Work order:
Extract each line from the entries below that has the string "orig" in it.

[[ Supplied records, beginning ]]

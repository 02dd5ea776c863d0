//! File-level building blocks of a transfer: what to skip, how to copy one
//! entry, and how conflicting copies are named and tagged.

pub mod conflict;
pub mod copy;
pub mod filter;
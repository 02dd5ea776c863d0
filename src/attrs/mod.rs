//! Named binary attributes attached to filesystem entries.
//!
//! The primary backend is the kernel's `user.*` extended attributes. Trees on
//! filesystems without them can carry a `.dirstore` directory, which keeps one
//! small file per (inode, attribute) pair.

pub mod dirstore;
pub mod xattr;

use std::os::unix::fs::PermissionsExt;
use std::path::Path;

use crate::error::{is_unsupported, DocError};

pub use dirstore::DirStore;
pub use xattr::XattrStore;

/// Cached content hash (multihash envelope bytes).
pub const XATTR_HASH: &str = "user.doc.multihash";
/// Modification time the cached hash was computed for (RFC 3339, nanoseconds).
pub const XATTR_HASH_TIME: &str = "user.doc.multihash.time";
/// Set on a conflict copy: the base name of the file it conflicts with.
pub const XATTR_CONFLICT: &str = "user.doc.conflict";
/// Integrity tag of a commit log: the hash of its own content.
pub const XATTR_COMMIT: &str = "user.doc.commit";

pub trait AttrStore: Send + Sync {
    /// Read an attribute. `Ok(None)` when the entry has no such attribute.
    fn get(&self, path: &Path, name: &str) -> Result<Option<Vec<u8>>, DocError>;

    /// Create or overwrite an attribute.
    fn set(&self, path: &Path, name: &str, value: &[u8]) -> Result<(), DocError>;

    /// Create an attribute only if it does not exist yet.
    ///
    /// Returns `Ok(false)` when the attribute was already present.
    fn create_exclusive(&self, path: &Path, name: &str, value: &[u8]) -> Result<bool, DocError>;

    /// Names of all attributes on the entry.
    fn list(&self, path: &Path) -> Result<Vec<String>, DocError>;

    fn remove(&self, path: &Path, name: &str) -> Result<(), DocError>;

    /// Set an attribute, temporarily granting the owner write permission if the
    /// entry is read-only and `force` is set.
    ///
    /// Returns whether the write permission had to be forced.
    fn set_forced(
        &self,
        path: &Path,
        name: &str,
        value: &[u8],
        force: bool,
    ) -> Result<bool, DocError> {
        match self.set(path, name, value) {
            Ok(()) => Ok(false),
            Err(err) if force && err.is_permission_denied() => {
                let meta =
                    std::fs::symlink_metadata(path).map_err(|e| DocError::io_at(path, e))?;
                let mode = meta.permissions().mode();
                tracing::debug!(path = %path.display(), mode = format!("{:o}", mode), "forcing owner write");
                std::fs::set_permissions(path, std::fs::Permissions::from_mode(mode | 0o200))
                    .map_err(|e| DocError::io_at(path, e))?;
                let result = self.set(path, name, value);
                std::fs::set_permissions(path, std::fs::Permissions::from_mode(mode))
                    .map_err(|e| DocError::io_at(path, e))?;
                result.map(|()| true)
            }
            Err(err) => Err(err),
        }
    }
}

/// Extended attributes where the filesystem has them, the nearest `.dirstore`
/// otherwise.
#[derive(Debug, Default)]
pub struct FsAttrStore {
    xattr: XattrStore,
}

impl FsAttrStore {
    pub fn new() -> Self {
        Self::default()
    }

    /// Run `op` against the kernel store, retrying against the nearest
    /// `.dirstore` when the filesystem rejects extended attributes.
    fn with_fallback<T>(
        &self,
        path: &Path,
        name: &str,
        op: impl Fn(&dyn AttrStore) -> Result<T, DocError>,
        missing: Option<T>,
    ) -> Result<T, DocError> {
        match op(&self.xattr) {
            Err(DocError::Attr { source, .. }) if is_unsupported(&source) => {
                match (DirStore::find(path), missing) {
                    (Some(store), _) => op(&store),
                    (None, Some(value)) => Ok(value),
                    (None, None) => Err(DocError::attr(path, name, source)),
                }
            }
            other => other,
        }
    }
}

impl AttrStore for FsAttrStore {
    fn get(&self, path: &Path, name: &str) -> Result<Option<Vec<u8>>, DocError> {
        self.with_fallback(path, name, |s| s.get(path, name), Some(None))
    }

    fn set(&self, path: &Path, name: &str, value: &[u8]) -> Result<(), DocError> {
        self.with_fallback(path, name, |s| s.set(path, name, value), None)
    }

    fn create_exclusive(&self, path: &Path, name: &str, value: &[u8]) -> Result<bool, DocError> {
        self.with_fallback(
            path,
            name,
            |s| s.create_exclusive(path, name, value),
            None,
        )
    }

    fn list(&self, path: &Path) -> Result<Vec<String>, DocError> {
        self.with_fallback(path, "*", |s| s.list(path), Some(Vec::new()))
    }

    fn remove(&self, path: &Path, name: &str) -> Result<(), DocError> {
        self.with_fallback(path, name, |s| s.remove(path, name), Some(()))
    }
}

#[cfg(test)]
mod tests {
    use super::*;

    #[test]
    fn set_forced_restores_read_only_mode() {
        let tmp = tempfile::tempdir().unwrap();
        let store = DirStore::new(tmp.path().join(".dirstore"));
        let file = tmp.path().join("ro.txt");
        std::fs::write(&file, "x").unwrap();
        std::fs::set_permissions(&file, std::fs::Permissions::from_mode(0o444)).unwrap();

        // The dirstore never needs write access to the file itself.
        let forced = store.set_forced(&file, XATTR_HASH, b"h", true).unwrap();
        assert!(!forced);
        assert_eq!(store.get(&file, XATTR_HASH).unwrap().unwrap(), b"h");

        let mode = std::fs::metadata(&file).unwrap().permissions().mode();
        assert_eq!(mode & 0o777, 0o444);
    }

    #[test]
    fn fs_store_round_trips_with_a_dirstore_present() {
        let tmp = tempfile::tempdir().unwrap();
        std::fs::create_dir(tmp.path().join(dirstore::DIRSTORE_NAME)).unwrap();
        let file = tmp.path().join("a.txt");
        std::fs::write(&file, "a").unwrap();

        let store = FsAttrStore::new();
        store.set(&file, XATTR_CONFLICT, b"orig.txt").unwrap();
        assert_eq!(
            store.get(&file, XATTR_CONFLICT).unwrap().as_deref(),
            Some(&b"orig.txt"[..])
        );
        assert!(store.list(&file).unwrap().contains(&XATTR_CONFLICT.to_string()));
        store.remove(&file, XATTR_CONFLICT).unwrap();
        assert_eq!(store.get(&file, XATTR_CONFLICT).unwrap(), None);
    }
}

[[ Supplied records, end ]]

Task output:
        store.set(&file, XATTR_CONFLICT, b"orig.txt").unwrap();
            Some(&b"orig.txt"[..])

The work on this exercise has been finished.